L’agence d’architecture tourne une page et en ouvre une nouvelle, portée par quatre associés et une idée simple mais radicale : ne plus découper le monde, mais le lire dans sa globalité…
C’est une renaissance autant qu’un renouveau. Connue pendant des années sous le nom de Richez Associés, l’agence d’architecture laisse place à landForma : un nouveau nom, une nouvelle intention, une nouvelle façon d’habiter le monde de la conception.

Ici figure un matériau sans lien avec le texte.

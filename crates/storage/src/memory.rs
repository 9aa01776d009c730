use std::collections::HashMap;
use std::sync::{Arc, Mutex, MutexGuard};

use snafu::{OptionExt, ensure};

use super::error::{ConflictSnafu, NotFoundSnafu, StorageResult};
use super::ids::{ConversationId, MessageId};
use super::types::{
    ConversationBatch, ConversationRecord, DurableMessage, NewDurableMessage, assign_message_ids,
};
use super::{BoxFuture, ConversationSaver, MessageBackend, unix_timestamp_millis};

#[derive(Debug, Clone)]
struct StoredConversation {
    record: ConversationRecord,
    messages: Vec<DurableMessage>,
}

/// Process-local backend, used by tests and sessions without a database.
#[derive(Debug, Clone, Default)]
pub struct InMemoryStorage {
    conversations: Arc<Mutex<HashMap<ConversationId, StoredConversation>>>,
}

impl InMemoryStorage {
    pub fn new() -> Self {
        Self::default()
    }

    pub fn conversation_count(&self) -> usize {
        self.lock().len()
    }

    fn lock(&self) -> MutexGuard<'_, HashMap<ConversationId, StoredConversation>> {
        match self.conversations.lock() {
            Ok(guard) => guard,
            Err(poisoned) => poisoned.into_inner(),
        }
    }

    fn insert_batch(&self, batch: ConversationBatch) -> StorageResult<ConversationId> {
        ensure!(
            !batch.messages.is_empty(),
            ConflictSnafu {
                stage: "memory-save-conversation",
                entity: "conversation",
                details: "conversation batch has no messages".to_string(),
            }
        );

        let conversation_id = ConversationId::new_v7();
        let now = unix_timestamp_millis();
        let messages = assign_message_ids(batch.messages)
            .into_iter()
            .map(|(message_id, message)| {
                let creation_time = message.created_at as f64;
                message.into_durable(message_id, conversation_id.clone(), creation_time)
            })
            .collect::<Vec<_>>();

        let record = ConversationRecord {
            id: conversation_id.clone(),
            user_id: batch.user_id,
            title: batch.title,
            created_at: now,
            updated_at: now,
            message_count: messages.len() as u64,
        };
        self.lock().insert(
            conversation_id.clone(),
            StoredConversation { record, messages },
        );
        Ok(conversation_id)
    }

    fn with_message<T>(
        &self,
        message_id: &MessageId,
        stage: &'static str,
        apply: impl FnOnce(&mut StoredConversation, usize) -> T,
    ) -> StorageResult<T> {
        let mut conversations = self.lock();
        let (conversation, index) = conversations
            .values_mut()
            .find_map(|conversation| {
                let index = conversation
                    .messages
                    .iter()
                    .position(|message| &message.id == message_id)?;
                Some((conversation, index))
            })
            .context(NotFoundSnafu {
                stage,
                entity: "message",
                id: message_id.to_string(),
            })?;
        conversation.record.updated_at = unix_timestamp_millis();
        Ok(apply(conversation, index))
    }
}

impl ConversationSaver for InMemoryStorage {
    fn save_conversation(
        &self,
        batch: ConversationBatch,
    ) -> BoxFuture<'_, StorageResult<Option<ConversationId>>> {
        Box::pin(async move { self.insert_batch(batch).map(Some) })
    }
}

impl MessageBackend for InMemoryStorage {
    fn list_messages(
        &self,
        conversation_id: ConversationId,
    ) -> BoxFuture<'_, StorageResult<Vec<DurableMessage>>> {
        Box::pin(async move {
            let conversations = self.lock();
            let conversation = conversations.get(&conversation_id).context(NotFoundSnafu {
                stage: "memory-list-messages",
                entity: "conversation",
                id: conversation_id.to_string(),
            })?;
            Ok(conversation.messages.clone())
        })
    }

    fn append_message(
        &self,
        conversation_id: ConversationId,
        message: NewDurableMessage,
    ) -> BoxFuture<'_, StorageResult<DurableMessage>> {
        Box::pin(async move {
            let mut conversations = self.lock();
            let conversation = conversations
                .get_mut(&conversation_id)
                .context(NotFoundSnafu {
                    stage: "memory-append-message",
                    entity: "conversation",
                    id: conversation_id.to_string(),
                })?;

            let now = unix_timestamp_millis();
            let durable = message.into_durable(MessageId::new_v7(), conversation_id.clone(), now as f64);
            conversation.messages.push(durable.clone());
            conversation.record.message_count += 1;
            conversation.record.updated_at = now;
            Ok(durable)
        })
    }

    fn update_message_content(
        &self,
        message_id: MessageId,
        content: String,
    ) -> BoxFuture<'_, StorageResult<()>> {
        Box::pin(async move {
            self.with_message(&message_id, "memory-update-message", |conversation, index| {
                conversation.messages[index].content = content;
            })
        })
    }

    fn delete_message(&self, message_id: MessageId) -> BoxFuture<'_, StorageResult<()>> {
        Box::pin(async move {
            self.with_message(&message_id, "memory-delete-message", |conversation, index| {
                conversation.messages.remove(index);
                conversation.record.message_count = conversation.messages.len() as u64;
            })
        })
    }

    fn list_conversations(
        &self,
        user_id: String,
    ) -> BoxFuture<'_, StorageResult<Vec<ConversationRecord>>> {
        Box::pin(async move {
            let mut records = self
                .lock()
                .values()
                .filter(|conversation| conversation.record.user_id == user_id)
                .map(|conversation| conversation.record.clone())
                .collect::<Vec<_>>();
            records.sort_by(|a, b| b.updated_at.cmp(&a.updated_at));
            Ok(records)
        })
    }
}

#[cfg(test)]
mod tests {
    use super::*;
    use crate::error::StorageError;
    use crate::types::MessageRole;

    fn batch() -> ConversationBatch {
        ConversationBatch::new(
            "user-1",
            vec![
                NewDurableMessage::new(MessageRole::User, "Hello", 10),
                NewDurableMessage::new(MessageRole::Assistant, "Hi there!", 11),
            ],
        )
    }

    #[tokio::test]
    async fn save_then_list_preserves_order() {
        let storage = InMemoryStorage::new();
        let id = storage.save_conversation(batch()).await.unwrap().unwrap();

        let messages = storage.list_messages(id.clone()).await.unwrap();
        assert_eq!(messages.len(), 2);
        assert_eq!(messages[0].content, "Hello");
        assert_eq!(messages[0].creation_time, 10.0);
        assert_eq!(messages[1].role, MessageRole::Assistant);
        assert_eq!(messages[1].conversation_id.as_ref(), Some(&id));

        let conversations = storage.list_conversations("user-1".to_string()).await.unwrap();
        assert_eq!(conversations.len(), 1);
        assert_eq!(conversations[0].title, "Hello");
        assert_eq!(conversations[0].message_count, 2);
    }

    #[tokio::test]
    async fn empty_batch_is_a_conflict() {
        let storage = InMemoryStorage::new();
        let result = storage
            .save_conversation(ConversationBatch::new("user-1", Vec::new()))
            .await;
        assert!(matches!(result, Err(StorageError::Conflict { .. })));
        assert_eq!(storage.conversation_count(), 0);
    }

    #[tokio::test]
    async fn edit_and_delete_by_message_id() {
        let storage = InMemoryStorage::new();
        let id = storage.save_conversation(batch()).await.unwrap().unwrap();
        let messages = storage.list_messages(id.clone()).await.unwrap();

        storage
            .update_message_content(messages[0].id.clone(), "Hello again".to_string())
            .await
            .unwrap();
        storage.delete_message(messages[1].id.clone()).await.unwrap();

        let remaining = storage.list_messages(id).await.unwrap();
        assert_eq!(remaining.len(), 1);
        assert_eq!(remaining[0].content, "Hello again");

        let missing = storage.delete_message(MessageId::from("nope")).await;
        assert!(matches!(missing, Err(StorageError::NotFound { entity: "message", .. })));
    }

    #[tokio::test]
    async fn append_requires_existing_conversation() {
        let storage = InMemoryStorage::new();
        let result = storage
            .append_message(
                ConversationId::from("missing"),
                NewDurableMessage::new(MessageRole::User, "hi", 1),
            )
            .await;
        assert!(matches!(result, Err(StorageError::NotFound { entity: "conversation", .. })));
    }
}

landForma compte aujourd’hui 130 collaborateurs issus de 25 nationalités différentes. Cette richesse humaine n’est pas anecdotique : elle est constitutive d’une vision de la conception où la diversité des regards nourrit la qualité du projet. À la croisée des chemins : c’est ainsi que landForma est née, co-fondée par quatre associés dirigeants.

© Mateya Lux pour landForma
Le projet fondateur est clair : au 21ᵉ siècle, landForma veut réconcilier le 19ᵉ et le 20ᵉ siècle. Pas question de fragmenter la réalité en silos disciplinaires. L’idée, portée par les quatre architectes associés, est celle d’une vision transversale : observer avant de concevoir, concevoir ensemble, et surtout ne jamais dissocier ce qui, dans le monde réel, ne l’est pas.
Ce matin, lors de la conférence de presse, Ikbal Bouaïta, architecte associé chez landForma disait que « L’architecture et le paysage sont deux faces de la même pièce. » Cette belle formulation illustre parfaitement leur vision.
Ce que landForma propose, c’est une forme d’hybridation des disciplines (design, architecture, paysagisme…) qu’ils regroupent sous la notion d’ArchitecturePaysage.
Plus encore, l’agence se définit comme transspécialiste : au-delà de la transdisciplinarité, chaque domaine mobilisé est maîtrisé en profondeur. Travailler à toutes les échelles, de l’aménagement urbain au détail constructif, fait partie de l’ADN de la nouvelle structure.
Parmi les projets présentés lors de la conférence de presse, deux se situent à Toulouse. Le premier, un Musée Tiers-Lieu dans le quartier Jolimont, témoigne de la volonté d’ancrer la culture dans des territoires qui en manquent. Le second, une Unité de valorisation énergétique au Mirail, illustre parfaitement la philosophie landForma : il ne s’agit pas de construire une usine, mais de penser un équipement qui dépasse sa seule fonction technique pour s’intégrer pleinement dans la ville.